Tigger, you rock!  Beautifully expressed.

As a Friend (Quaker), I was proud to be a member of one of the few Christian churches that endorsed gay marriage in Canada.  It was interesting to see how many fundamental churches subsequently branded these churches as one step away from infidels.

 I assume that those people so busily denigrating homosexuals in the name of the Bible follow all the old testament teachings with equal devotion:  for example, hold public stonings of neighbourhood infidels and adulterers; buy sheep regularly to make burnt offerings; abstain from eating pork and shellfish; and never play bingo or buy lottery tickets.  Sure, many of these laws were repealed by Jesus - but nobody of that ilk seems to pay much attention to his testimony of peace and tolerance that came with his statement about bringing about a new law based on love.

The statement about Brokeback Mountain being banned in Utah and Virginia reminded me about the IMAX theatres in many American states refusing to show a documentary about volcanoes, because it mentioned a geological time scale and - gasp!  evolution.


----------



## Fernando

As far as I have googled, the films have been "banned" by SOME theaters in Utah and WEST Virginia, not by all cinema theaters and not by any public authority.

Of course, producers and actors are giving so much publicity as they can to these bans.

To tiger_uhuhu: AFAIK, "innatural" does not exist. It exists "antinatural" and the classic "contra natura". The best of all Spanish expressions regarding homosexualism is "pecado nefando".
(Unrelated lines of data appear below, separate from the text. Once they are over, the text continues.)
//! Visibility, redaction, block filtering and admission
//!
//! Every component receives its store through the traits in
//! [`crate::storage`]; [`AccessService`] wires them to one [`SqlStore`](crate::storage::SqlStore)
//! and exposes them as async calls.

pub mod admission;
pub mod blocks;
pub mod errors;
pub mod permission;
pub mod redaction;
pub mod roster;
pub mod service;

pub use admission::AdmissionController;
pub use blocks::BlockFilter;
pub use errors::{AccessError, AccessResult, ConflictKind, DenyReason, NotFoundKind};
pub use permission::{can_join, can_view, can_view_event, can_view_owned, AccessDecision};
pub use redaction::PrivacyRedactor;
pub use roster::RosterProjector;
pub use service::AccessService;
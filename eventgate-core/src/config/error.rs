//! Configuration error types

use std::path::PathBuf;
use thiserror::Error;

#[derive(Debug, Error)]
pub enum ConfigError {
    #[error("cannot read config file {path}: {reason}")]
    Read { path: PathBuf, reason: String },

    #[error("cannot write config file {path}: {reason}")]
    Write { path: PathBuf, reason: String },

    #[error("malformed config: {0}")]
    Parse(String),

    #[error("cannot serialize config: {0}")]
    Serialize(String),

    /// An environment override could not be parsed
    #[error("invalid value for {key}: {reason}")]
    InvalidValue { key: String, reason: String },

    #[error("config validation failed: {0}")]
    ValidationFailed(String),
}
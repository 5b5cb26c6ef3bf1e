//! Event data structures

use super::types::{EventId, Timestamp, UserId};
use serde::{Deserialize, Serialize};

/// Per-event privacy flags.
///
/// All flags default to `false`, which means: registered users can view and
/// join, and nothing is hidden.
#[derive(Debug, Clone, Copy, Default, PartialEq, Eq, Hash, Serialize, Deserialize)]
#[serde(default)]
pub struct PrivacySettings {
    /// Anyone can view, including anonymous visitors
    pub allow_unregistered_viewers: bool,

    /// Registered viewers need a verified email to view
    pub require_verified_to_view: bool,

    /// Joining needs a verified email
    pub require_verified_to_join: bool,

    /// Organizer name and contact stay hidden until the viewer joins
    pub hide_organizer_until_joined: bool,

    /// Participant roster stays hidden until the viewer joins
    pub hide_participants_until_joined: bool,
}

/// A user as they appear on an event roster
#[derive(Debug, Clone, PartialEq, Eq, Serialize, Deserialize)]
pub struct Participant {
    pub user_id: UserId,
    pub name: String,

    /// Contact address; `None` once redacted
    pub email: Option<String>,

    pub bio: Option<String>,

    /// Comma-separated language codes
    pub languages: Option<String>,

    pub joined_at: Timestamp,
}

/// An event together with the fields the access engine reasons about.
///
/// `participant_count` and `viewer_is_participant` are computed when the
/// event is loaded; they are never written back.
#[derive(Debug, Clone, PartialEq, Eq, Serialize, Deserialize)]
pub struct Event {
    pub id: EventId,

    /// Organizer (owning user)
    pub owner_id: UserId,

    /// Stable public identifier
    pub slug: String,

    pub title: String,

    /// Maximum number of participants (None = unbounded)
    pub capacity: Option<u32>,

    pub privacy: PrivacySettings,

    /// Organizer display name
    pub organizer_name: String,

    /// Organizer contact address; `None` once redacted
    pub organizer_email: Option<String>,

    /// Embedded roster, ordered by join time
    pub participants: Vec<Participant>,

    pub participant_count: u32,

    /// Whether the requesting viewer participates (None = not computed)
    pub viewer_is_participant: Option<bool>,

    pub created_at: Timestamp,
}

impl Event {
    /// Whether the event still has room for one more participant
    pub fn has_free_seat(&self) -> bool {
        match self.capacity {
            Some(capacity) => self.participant_count < capacity,
            None => true,
        }
    }

    /// Remaining seats, if the event is bounded
    pub fn free_seats(&self) -> Option<u32> {
        self.capacity
            .map(|capacity| capacity.saturating_sub(self.participant_count))
    }
}

/// Subset of an event row needed for admission and roster decisions
#[derive(Debug, Clone, Copy, PartialEq, Eq)]
pub struct EventAccess {
    pub id: EventId,
    pub owner_id: UserId,
    pub capacity: Option<u32>,
    pub privacy: PrivacySettings,
}

/// One entry of a user's block list
#[derive(Debug, Clone, PartialEq, Eq, Serialize, Deserialize)]
pub struct BlockSummary {
    pub id: i64,
    pub blocked_id: UserId,
    pub name: String,
    pub email: String,
    pub reason: Option<String>,
    pub created_at: Timestamp,
}

/// Data needed to insert a user row
#[derive(Debug, Clone, PartialEq, Eq, Serialize, Deserialize)]
pub struct NewUser {
    pub name: String,
    pub email: String,
    pub bio: Option<String>,
    pub languages: Option<String>,
    pub email_verified: bool,
    pub is_admin: bool,
}

impl NewUser {
    pub fn new(name: impl Into<String>, email: impl Into<String>) -> Self {
        Self {
            name: name.into(),
            email: email.into(),
            bio: None,
            languages: None,
            email_verified: false,
            is_admin: false,
        }
    }

    pub fn verified(mut self) -> Self {
        self.email_verified = true;
        self
    }

    pub fn admin(mut self) -> Self {
        self.is_admin = true;
        self
    }
}

/// Data needed to insert an event row
#[derive(Debug, Clone, PartialEq, Eq, Serialize, Deserialize)]
pub struct NewEvent {
    pub owner_id: UserId,
    pub slug: String,
    pub title: String,
    pub capacity: Option<u32>,
    pub privacy: PrivacySettings,
}

impl NewEvent {
    pub fn new(owner_id: UserId, slug: impl Into<String>, title: impl Into<String>) -> Self {
        Self {
            owner_id,
            slug: slug.into(),
            title: title.into(),
            capacity: None,
            privacy: PrivacySettings::default(),
        }
    }

    pub fn with_capacity(mut self, capacity: u32) -> Self {
        self.capacity = Some(capacity);
        self
    }

    pub fn with_privacy(mut self, privacy: PrivacySettings) -> Self {
        self.privacy = privacy;
        self
    }
}

#[cfg(test)]
mod tests {
    use super::*;

    fn event_with(capacity: Option<u32>, count: u32) -> Event {
        Event {
            id: EventId(1),
            owner_id: UserId(1),
            slug: "board-games".to_string(),
            title: "Board games".to_string(),
            capacity,
            privacy: PrivacySettings::default(),
            organizer_name: "Alice".to_string(),
            organizer_email: Some("alice@example.com".to_string()),
            participants: Vec::new(),
            participant_count: count,
            viewer_is_participant: None,
            created_at: Timestamp::from_millis(0),
        }
    }

    #[test]
    fn test_unbounded_event_always_has_seat() {
        let event = event_with(None, 500);
        assert!(event.has_free_seat());
        assert_eq!(event.free_seats(), None);
    }

    #[test]
    fn test_full_event_has_no_seat() {
        let event = event_with(Some(3), 3);
        assert!(!event.has_free_seat());
        assert_eq!(event.free_seats(), Some(0));
    }

    #[test]
    fn test_partial_privacy_json_fills_defaults() {
        let privacy: PrivacySettings =
            serde_json::from_str(r#"{"hide_organizer_until_joined": true}"#).unwrap();
        assert!(privacy.hide_organizer_until_joined);
        assert!(!privacy.allow_unregistered_viewers);
    }

    #[test]
    fn test_redacted_email_serializes_as_null() {
        let mut event = event_with(Some(2), 0);
        event.organizer_email = None;
        let value = serde_json::to_value(&event).unwrap();
        assert!(value["organizer_email"].is_null());
        assert_eq!(value["capacity"], 2);
    }

    #[test]
    fn test_privacy_defaults_are_open_to_registered_users() {
        let privacy = PrivacySettings::default();
        assert!(!privacy.allow_unregistered_viewers);
        assert!(!privacy.hide_organizer_until_joined);
        assert!(!privacy.hide_participants_until_joined);
    }
}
It is "Talión" and not "Taleón".


----------



## BasedowLives

Dandee said:
			
		

> Atrasados socialmente????
> Por favor, clarifica eso ¿Cómo podría ser Estados Unidos una sociedad avanzada en realción a este tema??
> ¿Que es para ti una sociedad avanzada??.
> 
> Saludos
> Dandee.


socially behind, not economically.  Speaking economically, we're dominant.  But seeing as how we still have the death penalty, (with the majority of the people supporting it), and people are arguing about whether or not gays should be allowed to marry, people think creationism should be taught in place of evolution in  schools, among other regressive ideas.  maybe i didn't convey my thoughts properly in spanish.


----------



## fenixpollo

Creo que basedowlives quería decir "país desarrollado" en el sentido del "primer mundo."  Muchas personas dicen que los EU es el país dominante del mundo (hablando en términos económicos y militares) pero ignoran el aspeto cutural.  En sus comentarios (ya redactados), creo que BL estaba tratando de señalar la contradicción que existe en nombrar a EU un país "avanzado".  Si estoy mal, BL, me dices.


----------



## cuchuflete

Funny how majorities lay claim to the notion of what's natural.
And when they move to a different place, where they are often persecuted, they find themselves labeled odd, strange, and unnatural.  Power corrupts?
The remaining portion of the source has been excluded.